▶ **Data supplied**
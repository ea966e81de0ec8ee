//! MIME 类型识别。
//!
//! 优先级：目录 > 扩展名 > 内容嗅探（前 512 字节，仅普通文件）> 文件名启发式。

use std::fs::{File, FileType};
use std::io::Read;
use std::path::{Component, Path};

use tracing::debug;

pub const DIRECTORY: &str = "inode/directory";
pub const OCTET_STREAM: &str = "application/octet-stream";
pub const TEXT_PLAIN: &str = "text/plain";
pub const GIT_OBJECT: &str = "application/x-git";

/// 内容嗅探读取的最大字节数。
pub const SNIFF_LEN: usize = 512;

const TEXT_UTF8: &str = "text/plain; charset=utf-8";

/// 条目类型，决定是否允许打开文件做内容嗅探。
#[derive(Debug, Clone, Copy, PartialEq, Eq)]
pub enum EntryKind {
    Directory,
    /// 普通文件。
    File,
    /// 符号链接、FIFO、socket、设备文件等；打开它们可能阻塞，只按名称判断。
    Special,
}

impl From<FileType> for EntryKind {
    fn from(file_type: FileType) -> Self {
        if file_type.is_dir() {
            Self::Directory
        } else if file_type.is_file() {
            Self::File
        } else {
            Self::Special
        }
    }
}

/// 判断路径对应条目的 MIME 类型。
pub fn detect_mime_type(path: &Path, kind: EntryKind) -> String {
    if kind == EntryKind::Directory {
        return DIRECTORY.to_string();
    }

    if let Some(mime) = mime_guess::from_path(path).first_raw() {
        return mime.to_string();
    }

    if kind == EntryKind::Special {
        return OCTET_STREAM.to_string();
    }

    let head = match read_head(path) {
        Ok(head) => head,
        Err(err) => {
            debug!(path = %path.display(), error = %err, "cannot read file for sniffing");
            return OCTET_STREAM.to_string();
        }
    };

    match sniff_content_type(&head) {
        OCTET_STREAM => classify_by_name(path).unwrap_or(OCTET_STREAM).to_string(),
        sniffed => sniffed.to_string(),
    }
}

fn read_head(path: &Path) -> std::io::Result<Vec<u8>> {
    let mut head = Vec::with_capacity(SNIFF_LEN);
    File::open(path)?
        .take(SNIFF_LEN as u64)
        .read_to_end(&mut head)?;
    Ok(head)
}

/// 对无法通过内容识别的常见无扩展名文件做兜底。
fn classify_by_name(path: &Path) -> Option<&'static str> {
    let name = path.file_name()?.to_string_lossy().to_lowercase();

    if name.starts_with('.')
        || ["readme", "license", "makefile"]
            .iter()
            .any(|keyword| name.contains(keyword))
    {
        return Some(TEXT_PLAIN);
    }

    if path
        .components()
        .any(|component| matches!(component, Component::Normal(segment) if segment == ".git"))
    {
        return Some(GIT_OBJECT);
    }

    None
}

/// 基于文件头部字节的内容嗅探，未能识别且含二进制字节时返回 `application/octet-stream`。
pub fn sniff_content_type(data: &[u8]) -> &'static str {
    let data = &data[..data.len().min(SNIFF_LEN)];

    let start = data
        .iter()
        .position(|byte| !is_whitespace(*byte))
        .unwrap_or(data.len());
    let trimmed = &data[start..];

    if HTML_TAGS.iter().any(|tag| matches_html_tag(trimmed, tag)) {
        return "text/html; charset=utf-8";
    }
    if trimmed.starts_with(b"<?xml") {
        return "text/xml; charset=utf-8";
    }

    if let Some((_, mime)) = MAGIC_NUMBERS
        .iter()
        .find(|(signature, _)| data.starts_with(signature))
    {
        return *mime;
    }

    if data.len() >= 12 && &data[0..4] == b"RIFF" {
        match &data[8..12] {
            b"WEBP" => return "image/webp",
            b"WAVE" => return "audio/wave",
            b"AVI " => return "video/avi",
            _ => {}
        }
    }

    if data.len() >= 12 && &data[4..8] == b"ftyp" {
        return "video/mp4";
    }

    if data.iter().any(|byte| is_binary(*byte)) {
        OCTET_STREAM
    } else {
        TEXT_UTF8
    }
}

const HTML_TAGS: &[&[u8]] = &[
    b"<!DOCTYPE HTML",
    b"<HTML",
    b"<HEAD",
    b"<SCRIPT",
    b"<IFRAME",
    b"<H1",
    b"<DIV",
    b"<FONT",
    b"<TABLE",
    b"<A",
    b"<STYLE",
    b"<TITLE",
    b"<B",
    b"<BODY",
    b"<BR",
    b"<P",
    b"<!--",
];

const MAGIC_NUMBERS: &[(&[u8], &str)] = &[
    (b"%PDF-", "application/pdf"),
    (b"%!PS-Adobe-", "application/postscript"),
    (b"\xFE\xFF", "text/plain; charset=utf-16be"),
    (b"\xFF\xFE", "text/plain; charset=utf-16le"),
    (b"\xEF\xBB\xBF", TEXT_UTF8),
    (b"\x00\x00\x01\x00", "image/x-icon"),
    (b"\x00\x00\x02\x00", "image/x-icon"),
    (b"BM", "image/bmp"),
    (b"GIF87a", "image/gif"),
    (b"GIF89a", "image/gif"),
    (b"\x89PNG\x0D\x0A\x1A\x0A", "image/png"),
    (b"\xFF\xD8\xFF", "image/jpeg"),
    (b"wOFF", "font/woff"),
    (b"wOF2", "font/woff2"),
    (b"OggS\x00", "application/ogg"),
    (b"ID3", "audio/mpeg"),
    (b"\x1A\x45\xDF\xA3", "video/webm"),
    (b"PK\x03\x04", "application/zip"),
    (b"\x1F\x8B\x08", "application/x-gzip"),
    (b"Rar!\x1A\x07\x00", "application/x-rar-compressed"),
    (b"Rar!\x1A\x07\x01\x00", "application/x-rar-compressed"),
    (b"\x00asm", "application/wasm"),
];

/// 大小写不敏感地匹配 HTML 标签，且标签后必须是空格或 `>`。
fn matches_html_tag(data: &[u8], tag: &[u8]) -> bool {
    data.len() > tag.len()
        && data[..tag.len()].eq_ignore_ascii_case(tag)
        && matches!(data[tag.len()], b' ' | b'>')
}

fn is_whitespace(byte: u8) -> bool {
    matches!(byte, b'\t' | b'\n' | b'\x0C' | b'\r' | b' ')
}

fn is_binary(byte: u8) -> bool {
    matches!(byte, 0x00..=0x08 | 0x0B | 0x0E..=0x1A | 0x1C..=0x1F)
}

▶ **Requirement**
Copy out every line of the data in which the word "video" is found.

▶ **Solution for this exercise**
            b"AVI " => return "video/avi",
        return "video/mp4";
    (b"\x1A\x45\xDF\xA3", "video/webm"),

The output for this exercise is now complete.